Mientras él me cuenta sus hazañas que lo dejan como a un verraco, me conduce a otro cuarto en donde está el famoso diván. "Te voy a hacer el mismo tratamiento que le hice al fiscal. Recuéstese, por favor".  Acto seguido, Martí pone de nuevo el mantra de Swani Brahmdev, su maestro de la meditación. "Lo que le voy a hacer es una sesión que permite quitar el temor a hablar en público". Lo miré y le dije que ese no era precisamente el temor que más me preocupaba. Hizo caso omiso a mi petición y siguió: "Mira al frente detenidamente —cosa que hice—. Veo una pantalla con colores que se funden en formas sugestivas —me dice que oiga su voz. Yo la oigo—: pon los ojos en los círculos y no los muevas. Siente cómo la música penetra espacios y pliegues a los que nunca habías llegado. Entiende que tú eres una persona que cuando se propone algo lo consigue.  ¡Tú puedes!... ¡Tú puedes!... Eso, mira fijamente y dilo: ¡TUUUÚ PUEEEDES!".  En esa exaltación me tuvo casi diez minutos, y debo decir que en algún momento casi me pierdo entre tantos movimientos circulares.

Volvía a oír su voz: "Eres consciente de lo que te estoy diciendo. Mira fijamente los círculos y cuando oigas un sonido moverás los ojos". Sobra decir que los abrí antes. En algún momento me sentí como si estuviera en una sesión de autoayuda de esas que pasan por la televisión a las 12:00 de la noche y en la que convencen a los mudos de que pueden hablar y a los lisiados de que son capaces de subir montañas. Noté que su voz estaba sintonizada con el movimiento de los círculos. Me levanté del diván para pasar a otra sala en la que me hizo unas preguntas ya más personales.  "¿Con qué color dirías tú que identificarías tu vida privada: con el rosa o con el púrpura?". Yo le contesté que con el púrpura, desde luego.

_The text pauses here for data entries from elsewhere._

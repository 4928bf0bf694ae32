pub mod docx;
pub mod error;
pub mod export;
pub mod filetype;
pub mod listing;
pub mod paths;
pub mod workspace;

pub use error::{Result, WorkspaceError};
pub use filetype::FileType;
pub use listing::{CategorizedFiles, FileEntry};
pub use workspace::{FileContent, FileInfo, Workspace};
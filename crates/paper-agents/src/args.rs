//! Tool-call argument parsing with one repair attempt.

use serde_json::{json, Value};

use paper_core::{is_valid_json, try_fix_incomplete_json};

/// Parse an argument string, attempting the JSON repair once. The second
/// failure is the caller's to report as an error tool result.
pub(crate) fn parse_tool_args(arguments: &str) -> Result<Value, String> {
    if arguments.trim().is_empty() {
        return Ok(json!({}));
    }
    if is_valid_json(arguments) {
        return serde_json::from_str(arguments).map_err(|e| e.to_string());
    }
    let repaired = try_fix_incomplete_json(arguments);
    serde_json::from_str(&repaired).map_err(|e| e.to_string())
}
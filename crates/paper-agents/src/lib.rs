pub(crate) mod args;
pub mod code_agent;
pub mod main_agent;
pub mod prompts;
pub mod sinks;
pub mod writer_agent;

pub use code_agent::CodeAgent;
pub use main_agent::{MainAgent, MainAgentConfig, OutputMode};
pub use sinks::{EventPublisher, NullPublisher, PersistentSink, SubAgentSink};
pub use writer_agent::WriterAgent;
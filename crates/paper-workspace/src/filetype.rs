use std::path::Path;

/// How a workspace file is surfaced on read.
#[derive(Debug, Clone, Copy, PartialEq, Eq)]
pub enum FileType {
    Text,
    Image,
    Binary,
}

const IMAGE_EXTENSIONS: &[&str] = &[
    "jpg", "jpeg", "png", "gif", "bmp", "svg", "webp", "ico", "tiff", "tif",
];

const TEXT_EXTENSIONS: &[&str] = &[
    "txt", "md", "py", "js", "ts", "vue", "html", "css", "scss", "less", "json", "xml", "yaml",
    "yml", "toml", "ini", "cfg", "conf", "c", "cpp", "cc", "cxx", "h", "hpp", "hxx", "java", "kt",
    "scala", "rs", "go", "php", "rb", "swift", "sh", "bash", "zsh", "fish", "ps1", "bat", "cmd",
    "sql", "r", "m", "pl", "lua", "vim", "dockerfile", "gitignore", "gitattributes",
    "editorconfig", "log", "out", "err", "debug", "trace", "csv",
];

pub fn detect(path: &str) -> FileType {
    let ext = Path::new(path)
        .extension()
        .and_then(|e| e.to_str())
        .map(|e| e.to_ascii_lowercase())
        .unwrap_or_default();

    if IMAGE_EXTENSIONS.contains(&ext.as_str()) {
        FileType::Image
    } else if TEXT_EXTENSIONS.contains(&ext.as_str()) {
        FileType::Text
    } else {
        // Documents, archives, fonts, media and unknown extensions alike are
        // served as binary: metadata plus a download hint.
        FileType::Binary
    }
}

pub fn is_image(path: &str) -> bool {
    detect(path) == FileType::Image
}

pub fn mime_type(path: &str) -> &'static str {
    let ext = Path::new(path)
        .extension()
        .and_then(|e| e.to_str())
        .map(|e| e.to_ascii_lowercase())
        .unwrap_or_default();
    match ext.as_str() {
        "pdf" => "application/pdf",
        "doc" | "docx" => "application/vnd.openxmlformats-officedocument.wordprocessingml.document",
        "xls" | "xlsx" => "application/vnd.openxmlformats-officedocument.spreadsheetml.sheet",
        "zip" => "application/zip",
        "png" => "image/png",
        "jpg" | "jpeg" => "image/jpeg",
        "gif" => "image/gif",
        "svg" => "image/svg+xml",
        "mp4" => "video/mp4",
        "mp3" => "audio/mpeg",
        _ => "application/octet-stream",
    }
}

Desarrollé una aversión a todo lo

que es de color rosa por culpa de la Barbie. "¿Si pudieras hacerla, qué locura harías en este instante?"… Mientras Martí me hacía esas preguntas yo me devanaba los sesos pensando en las respuestas que le habría dado el fiscal Iguarán a este interrogatorio.

"Eres una persona normal", me dijo finalmente, conclusión que recibí como todo un cumplido. Luego sacó el péndulo y me dijo que si quería saber de qué estaba enferma. Yo le dije que

no, que no era una mujer masoquista y que preferiría vivir en la ignorancia. Él insistió y terminé con un reguero de males que nunca me había imaginado que tuviera: tengo problemas serios de alergias, enfrento una infección peligrosa en el pericardio, tengo problemas de colon, no se me fija el hierro, en fin. De lo único que puedo estar tranquila es de que, según Martí, no tengo

cáncer. Luego puso el péndulo en cuatro recipientes llenos de agua de diferentes colores y me dio el púrpura. "Este va contigo —sentenció—. Tómate todas las mañanas esta agua pensando que te va a dar la posibilidad de hacer todo lo que tú te propongas en la vida".  "Sí, mi querido saltamontes", me provocó responderle. Al minuto me entró a otro cuarto, me puso otro mantra para la meditación y apagó la luz. "Esto sirve para cuadrar los chacras", me advirtió. Al cabo de diez minutos una asistente entró, prendió la luz y me dio una cucharada de miel. "La están esperando en la terraza", me dijo.

En esta última sesión, me explicó Martí, al paciente se le pregunta qué sintió a lo largo del tratamiento. "¿Quieres decir algo?", me preguntó. Le respondí que no tenía mayor cosa que manifestar, aunque en realidad sí hubiera querido decirle que todo esto me parecía una farsa muy bien montada. "Si quieres expresarlo de otra forma puedes tomar estos guantes y golpear esta bolsa de boxeo", me agregó. Yo tomé los guantes y le di unos golpes al bulto y de nuevo me imaginé al fiscal pegándole a esa bolsa como un desaforado. No fui capaz de decirle lo que pensaba en ese momento, pero se lo digo ahora: no me descrestó. Lo único envidiable es su labia.